As you already know, we use Dagger for CI/CD. By default, this runs on
Fly.io (via Docker). In some cases, this can fail.
The last failure was when DNS resolution stopped working after the
Docker instance was auto-upgraded from apps v1 -> v2 (a.k.a. Fly.io
machines), e.g.
https://github.com/thechangelog/changelog.com/actions/runs/5673476702/attempts/1
As a temporary fix, we had to delete some secrets and re-run the job.
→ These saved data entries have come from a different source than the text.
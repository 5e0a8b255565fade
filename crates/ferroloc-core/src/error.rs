use crate::structure::StructuralError;
use ferroloc_syntax::{locate, Location, SyntaxError};
use std::path::{Path, PathBuf};
use thiserror::Error;

/// Everything that aborts a rebase, update or check.
///
/// Syntax and structural errors render as `path:line:column: message`.
#[derive(Debug, Error)]
pub enum Error {
    #[error("{}: {source}", .path.display())]
    Io {
        path: PathBuf,
        #[source]
        source: std::io::Error,
    },

    #[error("{}: root document not found", .path.display())]
    MissingRoot { path: PathBuf },

    #[error("{}: invalid JSON: {source}", .path.display())]
    Json {
        path: PathBuf,
        #[source]
        source: serde_json::Error,
    },

    #[error("{}:{location}: {source}", .path.display())]
    Syntax {
        path: PathBuf,
        location: Location,
        #[source]
        source: SyntaxError,
    },

    #[error("{}:{location}: {source}", .path.display())]
    Structure {
        path: PathBuf,
        location: Location,
        #[source]
        source: StructuralError,
    },

    /// A structural violation introduced by reinjecting a translation. The
    /// path is the source file, the location points into the rewritten text.
    #[error("{}:{location}: {source} (in the '{language}' translation)", .path.display())]
    TranslatedStructure {
        language: String,
        path: PathBuf,
        location: Location,
        #[source]
        source: StructuralError,
    },

    #[error("{}: lies outside the source directory", .path.display())]
    OutsideSourceDir { path: PathBuf },

    #[error("{}: exists and is not a directory", .path.display())]
    OutputConflict { path: PathBuf },

    #[error("invalid language code '{0}'")]
    InvalidLanguage(String),
}

pub type Result<T> = std::result::Result<T, Error>;

impl Error {
    pub fn io(path: impl AsRef<Path>, source: std::io::Error) -> Self {
        Error::Io {
            path: path.as_ref().to_path_buf(),
            source,
        }
    }

    pub fn json(path: impl AsRef<Path>, source: serde_json::Error) -> Self {
        Error::Json {
            path: path.as_ref().to_path_buf(),
            source,
        }
    }

    /// Resolves the offset of `source` against the `text` it was found in.
    pub fn syntax(path: impl AsRef<Path>, text: &str, source: SyntaxError) -> Self {
        Error::Syntax {
            path: path.as_ref().to_path_buf(),
            location: locate(text, source.offset()),
            source,
        }
    }

    /// Resolves the offset of `source` against the `text` it was found in.
    pub fn structure(path: impl AsRef<Path>, text: &str, source: StructuralError) -> Self {
        Error::Structure {
            path: path.as_ref().to_path_buf(),
            location: locate(text, source.offset()),
            source,
        }
    }

    /// Like [`Error::structure`] for the rewritten `text` of a source file.
    pub fn translated_structure(
        language: &str,
        path: impl AsRef<Path>,
        text: &str,
        source: StructuralError,
    ) -> Self {
        Error::TranslatedStructure {
            language: language.to_string(),
            path: path.as_ref().to_path_buf(),
            location: locate(text, source.offset()),
            source,
        }
    }

    /// Line and column of syntax and structural errors.
    pub fn location(&self) -> Option<Location> {
        match self {
            Error::Syntax { location, .. }
            | Error::Structure { location, .. }
            | Error::TranslatedStructure { location, .. } => Some(*location),
            _ => None,
        }
    }
}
The job ran on GHA free runners & failed for genuine reasons
6 mins later:
https://github.com/thechangelog/changelog.com/actions/runs/5673476702/job/15395264391
While running on the free GHA runners can be 3x-8x slower, it's a good
fall-back. You heard us mention on multiple occasions: "always have
redundancies in place". Since we already have multiple CI runtimes in
place (Fly.io. K8s), let's make our GHA workflow resilient by:
- Run on our preferred back-end by default (Dagger on Fly.io)
- ✅ If it succeeds, we are done
- ❌ If it fails, fallback to running on the free GitHub runners
- In forks, use free GitHub runners by default (we cannot share `secrets`)
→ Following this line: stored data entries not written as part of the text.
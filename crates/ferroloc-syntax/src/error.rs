use thiserror::Error;

/// A fatal violation of the marker grammar.
///
/// Every variant carries the byte offset of the offending marker so callers
/// can resolve it to a line and column with
/// [`LocationMapper`](crate::location::LocationMapper).
#[derive(Debug, Clone, PartialEq, Eq, Error)]
pub enum SyntaxError {
    #[error("opening marker of block '{key}' must be followed by a line break")]
    UnterminatedOpening { key: String, offset: usize },

    #[error("block '{key}' is never closed by a '%%!!>>' line")]
    MissingClose { key: String, offset: usize },

    #[error("marker nested inside block '{key}'")]
    NestedMarker { key: String, offset: usize },

    #[error("'%%!!>>' closes a block that was never opened")]
    StrayClose { offset: usize },

    #[error("marker '{key}' overlaps marker '{other}'")]
    OverlappingMarkers {
        key: String,
        other: String,
        offset: usize,
    },

    #[error("duplicate marker key '{key}'")]
    DuplicateKey { key: String, offset: usize },
}

impl SyntaxError {
    /// Byte offset of the offence in the scanned text.
    pub fn offset(&self) -> usize {
        match self {
            SyntaxError::UnterminatedOpening { offset, .. }
            | SyntaxError::MissingClose { offset, .. }
            | SyntaxError::NestedMarker { offset, .. }
            | SyntaxError::StrayClose { offset }
            | SyntaxError::OverlappingMarkers { offset, .. }
            | SyntaxError::DuplicateKey { offset, .. } => *offset,
        }
    }
}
While this means that a workflow which fails for genuine reasons will
fail twice for us (1. Dagger on Fly.io, 2. Dagger on GitHub), it seems
like a better place to improve from.
This change goes one step further. We are using a third back-end: Dagger
on K8s. This uses a self-hosted GitHub runner on K8s which is already
integrated with Dagger. For now, we are using it just to see how the CI
part compares to our primary setup (Dagger on Fly.io). We are not using
Dagger on K8s to deploy the app. Let's see how this setup behaves over a
few weeks/months before we consider taking it further.
Part of this, we also improved on how we check for Fly.io connectivity.
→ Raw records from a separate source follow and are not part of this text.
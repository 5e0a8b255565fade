use ferroloc_syntax::scanner::BLOCK_CLOSE_TAG;
use ferroloc_syntax::{MarkerKind, MarkerScanner, SyntaxError};
use indexmap::IndexMap;
use std::collections::HashSet;

/// A file's text after translated units were substituted.
#[derive(Debug, Clone, PartialEq, Eq)]
pub struct Reinjection {
    pub text: String,
    /// Units whose text came from the translations.
    pub replaced: usize,
    /// Translation keys with no marker in the file, in translation order.
    pub unknown_keys: Vec<String>,
}

/// Substitutes `translations` (local key to unescaped text) into `source`.
///
/// The source is scanned with the same primitives extraction uses, and the
/// output is rebuilt in one pass over its units: everything outside a unit's
/// text span is copied untouched, including the marker tags themselves. Units
/// without a translation keep their source text.
///
/// ```
/// use ferroloc_core::reinject::reinject;
/// use indexmap::IndexMap;
///
/// let source = "\\section{Intro%%##$intro>>}\n";
/// let translations = IndexMap::from([("$intro".to_string(), "Einleitung".to_string())]);
/// let result = reinject(source, &translations).unwrap();
/// assert_eq!(result.text, "\\section{Einleitung%%##$intro>>}\n");
/// ```
pub fn reinject(
    source: &str,
    translations: &IndexMap<String, String>,
) -> Result<Reinjection, SyntaxError> {
    let units = MarkerScanner::new(source).units()?;

    let mut text = String::with_capacity(source.len());
    let mut cursor = 0;
    let mut replaced = 0;
    for unit in &units {
        let Some(translated) = translations.get(&unit.key) else {
            continue;
        };
        text.push_str(&source[cursor..unit.start_offset]);
        text.push_str(translated);
        // An empty block shares its line break with the opening line, so new
        // content needs its own before the closing line.
        if unit.kind == MarkerKind::Block
            && !translated.is_empty()
            && source[unit.end_offset..].starts_with(BLOCK_CLOSE_TAG)
        {
            text.push('\n');
        }
        cursor = unit.end_offset;
        replaced += 1;
    }
    text.push_str(&source[cursor..]);

    let known: HashSet<&str> = units.iter().map(|unit| unit.key.as_str()).collect();
    let unknown_keys = translations
        .keys()
        .filter(|key| !known.contains(key.as_str()))
        .cloned()
        .collect();

    Ok(Reinjection {
        text,
        replaced,
        unknown_keys,
    })
}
Things that could be improved in follow-ups:
- the workflow should succeed if the `dagger-on-github-fallback` job succeeds
- currently it fails if `dagger-on-fly-docker` fails
- add `dagger-on-k8s` job as secondary fallback
- GitHub Actions is currently missing actions/runner#1665
- maybe leverage a Dagger cache that works in forks too 😉
- Run Dagger Engine as a Fly Machine (no more Docker)
- thechangelog#471
Signed-off-by: Gerhard Lazu <gerhard@changelog.com>